Aspect-oriented linearizability proofs
Soham Chakraborty (MPI-SWS), Thomas A. Henzinger (IST Austria), Ali, Sezgin (University of Cambridge), Viktor Vafeiadis (MPI-SWS)

TL;DR
This paper introduces a modular approach to proving linearizability of concurrent data structures, avoiding complex linearization point identification, and simplifies verification especially for advanced non-blocking algorithms.
Contribution
It proposes a novel, modular method for linearizability proofs that reduces complexity and scales better to complex concurrent algorithms.
Findings
Successfully verified the Herlihy and Wing queue using the new approach
Reduces proof complexity by avoiding linearization point identification
Applicable to advanced non-blocking concurrency patterns
Abstract
Linearizability of concurrent data structures is usually proved by monolithic simulation arguments relying on the identification of the so-called linearization points.
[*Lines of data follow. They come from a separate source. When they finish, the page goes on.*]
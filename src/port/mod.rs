//! Trait definitions (hexagonal ports). Depend only on domain.
//!
//! Ports define the seams between the scheduler and the outside world.
//! Adapters in [`crate::adapter`] implement them; the testkit provides
//! scripted fakes.
//!
//! # Architecture
//!
//! ```text
//!                  ┌───────────────────────────┐
//!                  │    RebalanceScheduler     │
//!                  └───────────────────────────┘
//!        │                │               │               │
//!        ▼                ▼               ▼               ▼
//! ┌────────────┐  ┌─────────────┐  ┌─────────────┐  ┌──────────────┐
//! │  Target    │  │   Chain     │  │   Chain     │  │    Pass      │
//! │  Registry  │  │   Reader    │  │   Writer    │  │   Recorder   │
//! └────────────┘  └─────────────┘  └─────────────┘  └──────────────┘
//! ```

pub mod outbound;

pub use outbound::chain::{ChainReader, ChainWriter};
pub use outbound::recorder::PassRecorder;
pub use outbound::registry::TargetRegistry;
Regrettably, such proofs, whether manual or automatic, are often complicated and scale poorly to advanced non-blocking concurrency patterns, such as helping and optimistic updates. In response, we propose a more modular way of checking linearizability of concurrent queue algorithms that does not involve identifying linearization points. We reduce the task of proving linearizability with respect to the queue specification to establishing four basic properties, each of which can be proved independently by simpler arguments. As a demonstration of our approach, we verify the Herlihy and Wing queue, an algorithm that is challenging to verify by a simulation proof.